Byleth watched the sky streak red as dusk settled over the low valley. The Emissary’s Castle towered over the horizon, its shadow looming large over the barren fields. Her hand rested on the pommel of her sword, nuzzling the metallic edge of the hilt out of self-soothing habit.

She was late. Three days late, in fact, and she faced her judgment stoically, even as it stood before her in the form of a mounted daimyou — the employer to whom so much was promised.

“So you’ve come.” His voice echoed hollow behind his mask. The daimyou trotted forward on horseback, stopping a few paces short of the ronin. Behind him, Byleth noticed, stood battalions of soldiers, their spears at the ready should she make the wrong move. “I take it you’ve failed to capture the princess.”

She gave a glib shrug of her shoulder, feigning bemusement through the otherwise stifling tension of the air around them.

“Well,” he said, his voice dripping with thinly veiled rage,” where is she?!”

The ronin answered with more undaunted silence.

Despite being masked, the wry grin on the daimyou’s face was palpable. He let out an audible huff as he reeled in his horse’s reins, letting its hooves clobble against the dried and crusted earth. “You’re either a fool or the bravest warrior I’ve ever met,” he taunted, pausing only to brandish his naginata. “Now, which is it?”

In truth, she was afraid. She had never felt so weak in her many years of fighting, and the power that would normally thrum relentlessly in her veins ran faint, as if she had no pulse at all. There was no using her crest today, or any day for that matter. All she had to save her was the sword she had come to rely on for centuries — the blade that started it all.

Byleth slowly unsheathed her katana, baring its edge like fangs for all to see. The metal sliced through the air with hardly a whistle. Nothing save the fleeting glimmer of sunlight could catch its swift movements.

“In my many years in this world, Lord Daimyou,” she started, giving a wan smile as she raised the sword over her shoulder in an offensive stance, “I found no difference between bravery and foolishness.”

Her answer seemed to amuse him, for he lost no time in getting off his horse. The ground thudded with the impact of his landing. The mere rattling of his armor made Byleth wince from the surprising intimidation of his approach.

“You know what this means,” he said with a slight hint of disappointment in his tone.

Byleth nodded, finding no use in such small and meaningless conversation.
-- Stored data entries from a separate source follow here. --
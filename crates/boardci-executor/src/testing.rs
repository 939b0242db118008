//! Scripted in-process command sessions for tests.
//!
//! A [`Script`] maps commands to canned shell output and exit statuses. Commands
//! wrapped for an exit status check get the matching sentinel line appended, so the
//! stage executor sees the same output shape a real shell would produce.

use async_trait::async_trait;
use boardci_core::session::{CommandSession, SessionFactory, WaitOutcome};
use boardci_core::{Error, Result};
use regex::Regex;
use std::sync::{Arc, Mutex};
use std::time::Duration;
use tokio_util::sync::CancellationToken;

#[derive(Clone)]
enum Action {
    Respond { output: String, code: i32 },
    Hang,
    Cancel(CancellationToken),
    Gate(CancellationToken),
}

#[derive(Clone)]
struct Rule {
    needle: String,
    action: Action,
}

/// Canned responses, matched by substring against the command (first rule wins).
/// Commands without a rule print nothing and exit 0.
#[derive(Clone, Default)]
pub struct Script {
    rules: Vec<Rule>,
    sent: Arc<Mutex<Vec<String>>>,
    fail_open: bool,
}

impl Script {
    pub fn new() -> Self {
        Self::default()
    }

    pub fn print(self, needle: &str, output: &str) -> Self {
        self.respond(needle, output, 0)
    }

    pub fn exit(self, needle: &str, code: i32) -> Self {
        self.respond(needle, "", code)
    }

    pub fn respond(self, needle: &str, output: &str, code: i32) -> Self {
        self.rule(
            needle,
            Action::Respond {
                output: output.to_string(),
                code,
            },
        )
    }

    /// The command never finishes; any wait after it times out.
    pub fn hang(self, needle: &str) -> Self {
        self.rule(needle, Action::Hang)
    }

    /// The command succeeds, but its output only shows up once `release` is
    /// cancelled. A wait that times out first sees nothing.
    pub fn gate(self, needle: &str, release: CancellationToken) -> Self {
        self.rule(needle, Action::Gate(release))
    }

    /// Cancel `token` while the command "runs"; the command itself succeeds.
    pub fn cancel_on(self, needle: &str, token: CancellationToken) -> Self {
        self.rule(needle, Action::Cancel(token))
    }

    /// Every session open fails as if the shell never became ready.
    pub fn unready(mut self) -> Self {
        self.fail_open = true;
        self
    }

    /// Every line sent to any session of this script, in order.
    pub fn sent(&self) -> Vec<String> {
        self.sent.lock().map(|s| s.clone()).unwrap_or_default()
    }

    /// Whether a line containing `needle` was ever sent.
    pub fn saw(&self, needle: &str) -> bool {
        self.sent().iter().any(|line| line.contains(needle))
    }

    fn rule(mut self, needle: &str, action: Action) -> Self {
        self.rules.push(Rule {
            needle: needle.to_string(),
            action,
        });
        self
    }

    fn action_for(&self, line: &str) -> Option<Action> {
        let (command, _) = split_sentinel(line);
        self.rules
            .iter()
            .find(|rule| command.contains(&rule.needle))
            .map(|rule| rule.action.clone())
    }

    fn output_for(&self, line: &str) -> String {
        if let Ok(mut sent) = self.sent.lock() {
            sent.push(line.to_string());
        }

        let (_, sentinel) = split_sentinel(line);
        let (output, code) = match self.action_for(line) {
            Some(Action::Respond { output, code }) => (output, code),
            Some(Action::Hang) => return String::new(),
            Some(Action::Cancel(token)) => {
                token.cancel();
                (String::new(), 0)
            }
            Some(Action::Gate(_)) | None => (String::new(), 0),
        };

        match sentinel {
            Some(sentinel) => format!("{}{}:{}\n", output, sentinel, code),
            None => output,
        }
    }
}

/// Split `<command>; echo "<sentinel>:$?"` into its parts.
fn split_sentinel(line: &str) -> (&str, Option<&str>) {
    line.strip_suffix(":$?\"")
        .and_then(|rest| rest.rsplit_once("; echo \""))
        .map(|(command, sentinel)| (command, Some(sentinel)))
        .unwrap_or((line, None))
}

/// A command session that answers from a [`Script`] instead of a shell.
pub struct ScriptedSession {
    script: Script,
    unread: String,
    transcript: String,
    /// Output of a gated command, held back until its gate opens.
    held: Option<(String, CancellationToken)>,
    closed: bool,
}

impl ScriptedSession {
    pub fn new(script: Script) -> Self {
        Self {
            script,
            unread: String::new(),
            transcript: String::new(),
            held: None,
            closed: false,
        }
    }
}

#[async_trait]
impl CommandSession for ScriptedSession {
    async fn send(&mut self, line: &str) -> Result<()> {
        if self.closed {
            return Err(Error::Session("session is closed".to_string()));
        }
        // Mimic the terminal echoing the line back.
        let echo = format!("{}\n", line);
        self.unread.push_str(&echo);
        self.transcript.push_str(&echo);

        let output = self.script.output_for(line);
        match self.script.action_for(line) {
            Some(Action::Gate(release)) => self.held = Some((output, release)),
            _ => {
                self.unread.push_str(&output);
                self.transcript.push_str(&output);
            }
        }
        Ok(())
    }

    async fn wait(&mut self, patterns: &[Regex], timeout: Duration) -> Result<WaitOutcome> {
        if let Some((output, release)) = self.held.take() {
            if tokio::time::timeout(timeout, release.cancelled()).await.is_err() {
                self.held = Some((output, release));
                return Ok(WaitOutcome::Timeout);
            }
            self.unread.push_str(&output);
            self.transcript.push_str(&output);
        }
        for (index, pattern) in patterns.iter().enumerate() {
            if let Some(m) = pattern.find(&self.unread) {
                self.unread.drain(..m.end());
                return Ok(WaitOutcome::Matched(index));
            }
        }
        Ok(WaitOutcome::Timeout)
    }

    fn take_transcript(&mut self) -> String {
        std::mem::take(&mut self.transcript)
    }

    async fn close(&mut self) {
        self.closed = true;
    }
}

/// Opens [`ScriptedSession`]s sharing one script.
#[derive(Clone, Default)]
pub struct ScriptedSessionFactory {
    script: Script,
}

impl ScriptedSessionFactory {
    pub fn new(script: Script) -> Self {
        Self { script }
    }
}

#[async_trait]
impl SessionFactory for ScriptedSessionFactory {
    async fn open(&self) -> Result<Box<dyn CommandSession>> {
        if self.script.fail_open {
            return Err(Error::SessionNotReady("scripted shell".to_string()));
        }
        Ok(Box::new(ScriptedSession::new(self.script.clone())))
    }
}

#[cfg(test)]
mod tests {
    use super::*;

    #[test]
    fn test_split_sentinel() {
        let line = crate::stage::wrap_with_sentinel("make -j8", "BOARDCI_RC_abc");
        assert_eq!(split_sentinel(&line), ("make -j8", Some("BOARDCI_RC_abc")));
        assert_eq!(split_sentinel("ls"), ("ls", None));
    }

    #[test]
    fn test_output_for_wrapped_command() {
        let script = Script::new().respond("xtest", "PASSED\n", 2);
        let line = crate::stage::wrap_with_sentinel("xtest -l 15", "S");
        assert_eq!(script.output_for(&line), "PASSED\nS:2\n");
        assert_eq!(script.output_for("xtest"), "PASSED\n");
        assert!(script.saw("xtest -l 15"));
    }

    #[tokio::test]
    async fn test_gated_output_waits_for_release() {
        let release = CancellationToken::new();
        let script = Script::new().gate("flash.sh", release.clone());
        let mut session = ScriptedSession::new(script);
        let done = Regex::new("S:0").unwrap();

        let line = crate::stage::wrap_with_sentinel("flash.sh", "S");
        session.send(&line).await.unwrap();
        let outcome = session
            .wait(std::slice::from_ref(&done), Duration::from_millis(10))
            .await
            .unwrap();
        assert!(matches!(outcome, WaitOutcome::Timeout));

        release.cancel();
        let outcome = session
            .wait(std::slice::from_ref(&done), Duration::from_millis(10))
            .await
            .unwrap();
        assert!(matches!(outcome, WaitOutcome::Matched(0)));
    }
}
//! The scheduling loop and the handle callers submit work through.

use boardci_core::status::NotifyState;
use boardci_core::{Error, Job, JobDescriptor, JobIdentity, JobStatus, Result, RunId};
use std::sync::Arc;
use tokio::sync::{Mutex, Notify};
use tokio_util::sync::CancellationToken;
use tracing::{error, info, warn};

use crate::queue::{JobQueue, QueueSnapshot};
use crate::reporter::Reporter;
use crate::runner::PipelineRunner;

struct Shared {
    queue: Mutex<JobQueue>,
    wake: Notify,
    reporter: Arc<Reporter>,
}

/// What `cancel` did.
#[derive(Debug, Clone, Copy, PartialEq, Eq)]
pub enum CancelOutcome {
    /// Removed from the queue and recorded as cancelled.
    Dequeued,
    /// Running; it stops at the next check point.
    Signalled,
    /// Queued again behind its own running copy: the queued entries were removed
    /// and the running one stops at the next check point.
    DequeuedAndSignalled,
    /// Neither queued nor running; recorded as cancelled anyway.
    Acknowledged,
}

/// Owns the queue and runs one job at a time.
pub struct Scheduler {
    shared: Arc<Shared>,
    runner: Arc<PipelineRunner>,
}

/// Cloneable front door to the scheduler.
#[derive(Clone)]
pub struct SchedulerHandle {
    shared: Arc<Shared>,
}

impl Scheduler {
    pub fn new(runner: PipelineRunner, reporter: Arc<Reporter>) -> Self {
        Self {
            shared: Arc::new(Shared {
                queue: Mutex::new(JobQueue::new()),
                wake: Notify::new(),
                reporter,
            }),
            runner: Arc::new(runner),
        }
    }

    pub fn handle(&self) -> SchedulerHandle {
        SchedulerHandle {
            shared: self.shared.clone(),
        }
    }

    /// Run jobs until the reporter's shutdown token fires.
    pub async fn run(self) {
        let shutdown = self.shared.reporter.shutdown_token().clone();
        info!("Scheduler started");

        while !shutdown.is_cancelled() {
            let next = self.shared.queue.lock().await.start_next();
            match next {
                Some((job, cancel)) => {
                    let status = self.execute(job.clone(), cancel).await;
                    self.shared.queue.lock().await.finish(&job.identity, status);
                }
                None => {
                    tokio::select! {
                        _ = self.shared.wake.notified() => {}
                        _ = shutdown.cancelled() => {}
                    }
                }
            }
        }

        info!("Scheduler stopped");
    }

    /// Run one job on its own task and turn whatever happens into a terminal status.
    async fn execute(&self, job: Job, cancel: CancellationToken) -> JobStatus {
        let runner = self.runner.clone();
        let reporter = self.shared.reporter.clone();
        let task_job = job.clone();
        let task_cancel = cancel.clone();
        let mut handle =
            tokio::spawn(async move { runner.run(&task_job, &task_cancel, &reporter).await });

        let shutdown = self.shared.reporter.shutdown_token();
        let finished = tokio::select! {
            joined = &mut handle => Some(joined),
            _ = shutdown.cancelled() => None,
        };
        let joined = match finished {
            Some(joined) => joined,
            None => {
                info!(job = %job.identity, "Stopping running job for shutdown");
                cancel.cancel();
                handle.await
            }
        };

        let reporter = &self.shared.reporter;
        match joined {
            Ok(Ok(status)) => status,
            Ok(Err(e)) => {
                // The runner only fails when a status write failed for good, at
                // which point shutdown is already under way.
                error!(job = %job.identity, error = %e, "Job aborted");
                JobStatus::Failed
            }
            Err(e) => {
                error!(job = %job.identity, error = %e, "Job runner panicked");
                if reporter
                    .persist(&job.identity, JobStatus::Failed, None)
                    .await
                    .is_ok()
                {
                    reporter
                        .notify(&job.identity, NotifyState::Failure, "Internal error")
                        .await;
                }
                JobStatus::Failed
            }
        }
    }
}

impl SchedulerHandle {
    /// Queue a job for `descriptor`, superseding older automatic jobs of the same
    /// change.
    pub async fn submit(&self, descriptor: JobDescriptor, user_initiated: bool) -> Result<RunId> {
        let job = Job::new(descriptor, user_initiated);
        let run_id = job.run_id;
        let reporter = &self.shared.reporter;

        let mut queue = self.shared.queue.lock().await;
        info!(job = %job.identity, run = %run_id.short(), user_initiated, "Submitting job");

        reporter.register(&job.descriptor).await?;
        let identity = job.identity.clone();
        let submitted = queue.submit(job);

        for old in &submitted.superseded {
            reporter
                .persist(&old.identity, JobStatus::Cancelled, None)
                .await?;
            reporter
                .notify(&old.identity, NotifyState::Failure, "Job cancelled!")
                .await;
        }
        if let Some(stopped) = &submitted.stopped {
            info!(job = %stopped, by = %identity, "Running job will stop");
        }

        reporter.persist(&identity, JobStatus::Pending, None).await?;
        reporter
            .notify(&identity, NotifyState::Pending, "Job added to queue")
            .await;
        drop(queue);

        self.shared.wake.notify_one();
        Ok(run_id)
    }

    /// Cancel `identity` wherever it is. Cancelling something that is not active
    /// still records it as cancelled.
    pub async fn cancel(&self, identity: &JobIdentity) -> Result<CancelOutcome> {
        let reporter = &self.shared.reporter;
        let mut queue = self.shared.queue.lock().await;

        let cancelled = queue.cancel(identity);
        let dequeued = !cancelled.dequeued.is_empty();
        if dequeued {
            info!(job = %identity, removed = cancelled.dequeued.len(), "Removed from queue");
        }
        if cancelled.signalled {
            // The runner records and reports the cancellation when it stops.
            info!(job = %identity, "Stop requested for running job");
            return Ok(if dequeued {
                CancelOutcome::DequeuedAndSignalled
            } else {
                CancelOutcome::Signalled
            });
        }

        let outcome = if dequeued {
            CancelOutcome::Dequeued
        } else {
            info!(job = %identity, "Cancel for inactive job");
            CancelOutcome::Acknowledged
        };

        reporter
            .persist(identity, JobStatus::Cancelled, None)
            .await?;
        reporter
            .notify(identity, NotifyState::Failure, "Job cancelled!")
            .await;
        Ok(outcome)
    }

    /// Queue the stored job for `identity` again, on behalf of a user.
    pub async fn restart(&self, identity: &JobIdentity) -> Result<RunId> {
        let descriptor = self
            .shared
            .reporter
            .store()
            .get_descriptor(identity)
            .await?
            .ok_or_else(|| Error::NotFound(format!("job {}", identity)))?;
        self.submit(descriptor, true).await
    }

    pub async fn snapshot(&self) -> QueueSnapshot {
        self.shared.queue.lock().await.snapshot()
    }

    /// Latest status the scheduler knows of, falling back to the store.
    pub async fn status(&self, identity: &JobIdentity) -> Result<Option<JobStatus>> {
        if let Some(status) = self.shared.queue.lock().await.status(identity) {
            return Ok(Some(status));
        }
        match self.shared.reporter.store().get_record(identity).await {
            Ok(record) => Ok(record.map(|r| r.status)),
            Err(e) => {
                warn!(job = %identity, error = %e, "Failed to read job record");
                Err(e)
            }
        }
    }

    pub fn reporter(&self) -> &Arc<Reporter> {
        &self.shared.reporter
    }
}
The blade of his naginata gleamed crimson against the glow of twilight. Byleth squinted at its sheen, squaring her knees as she laid a hand on the hilt of her sword.

“The Emissary told me you might recognize this weapon,” the Daimyou called out as he stalked closer. The edge of the blade dragged against the dirt. The very sound of it grated against Byleth’s ears, who seemed to feel more than discomfort as she watched its ivory edge burn with the friction. “It was my father’s weapon — the last relic made of dragon bone.”
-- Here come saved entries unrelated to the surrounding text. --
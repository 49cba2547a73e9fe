//! Pan gesture interpretation.
//!
//! A drag is locked to a single axis. When a drag starts with an auxiliary
//! surface in view, the axis that surface lives on is locked immediately;
//! from the center the first movement sample picks the axis. Movement is then
//! clamped so a drag can only expose surfaces that are enabled, or the one
//! that is already showing.

use kurbo::Vec2;
use serde::{Deserialize, Serialize};

use crate::error::NavigatorResult;
use crate::geometry::{Axis, OffsetModel, Position, SurfaceOffsets};
use crate::snap::{SnapThresholds, snap_decision};

/// A phase-tagged pan sample.
///
/// `Changed` deltas are incremental: each one is relative to the previous
/// sample, not to the start of the drag.
#[derive(Debug, Clone, Copy, PartialEq, Serialize, Deserialize)]
#[serde(rename_all = "snake_case")]
pub enum PanEvent {
    Begin,
    Changed(Vec2),
    Ended,
    /// Cancelled, failed, or any phase without a rule of its own.
    Other,
}

/// Which auxiliary surfaces a drag may move into.
#[derive(Debug, Clone, Copy, PartialEq, Eq)]
pub struct EnabledFlags {
    flags: [bool; 5],
}

impl Default for EnabledFlags {
    fn default() -> Self {
        Self::none()
    }
}

impl EnabledFlags {
    /// Every auxiliary surface disabled.
    pub fn none() -> Self {
        let mut flags = [false; 5];
        flags[Position::Center.index()] = true;
        Self { flags }
    }

    /// Every auxiliary surface enabled.
    pub fn all() -> Self {
        Self { flags: [true; 5] }
    }

    /// Whether `position` can be dragged into. The center always can.
    pub fn is_enabled(&self, position: Position) -> bool {
        self.flags[position.index()]
    }

    /// Enable or disable an auxiliary surface. The center cannot be disabled.
    pub fn set(&mut self, position: Position, enabled: bool) {
        if position != Position::Center {
            self.flags[position.index()] = enabled;
        }
    }
}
The ronin flinched in her spot. Her hand trembled, staying on the hilt a little too long.

He seized the opportunity and swung the naginata overhead.

A thin line of shadow closed in from above.

‘No!’

Byleth unsheathed her sword in an instant and parried the swing as it grazed against her shoulder.

The blade left a cloud of dust as it pierced the ground. The weapon seemed to rattle on its own from having tasted her blood.

“I was going to save it for that girl’s head.” The Daimyou wrenched his weapon free, and its small bone-like tendrils bristled with life now that it had breached the surface. “But yours will have to do.”

A pulse.

Byleth recoiled as a sharp piercing screech rang relentlessly in her ears. Her knees caved as she lost her grip over her katana.

The naginata glowed as he swung it over head, and a bright red aura burned alight on his black armor. “You’re not the only one with the power of a god!” With another cry, he felled the blade as a white flash enveloped his figure.

The ronin raised her sword in time, but the blunt force of the blow sent a crack through the sword’s body.

The Daimyou roared as he pushed further down, mounting pressure until he sliced through the katana in half. Byleth watched in shock as the tip of his blade cut clean through her flesh.

Byleth let out a piercing cry as the blow sent her flying. Her back flattened against the hard, rocky ground. She struggled to breathe as burning pain seared across her chest.

“You’re weaker than I thought. No wonder you failed your mission.”

She couldn’t get up. Her mind, her legs.... Her entire being screamed for her to get up. But all she could do was raise her hand and watch as it reddened with fresh blood pooling close to her stomach.

The sounds of his encroaching footsteps drowned out the thrashing in her head. All she could do was watch as his figure now loomed over her. “The Emissary told me you were a god,” he scoffed. He raised his metallic boots and stamped them hard on her chest. Byleth coughed and cried out from the dulling pain. Her hands shot up to stop him, only to fail against his inhuman strength. The Daimyou then let his naginata trace a line over her wound. Somehow, it felt like ravenous fangs tasting, for the first time in centuries, living flesh. “But gods don’t bleed!”

He gave another kick against her ribs, and the strike tore a blood-curdling sob from her throat.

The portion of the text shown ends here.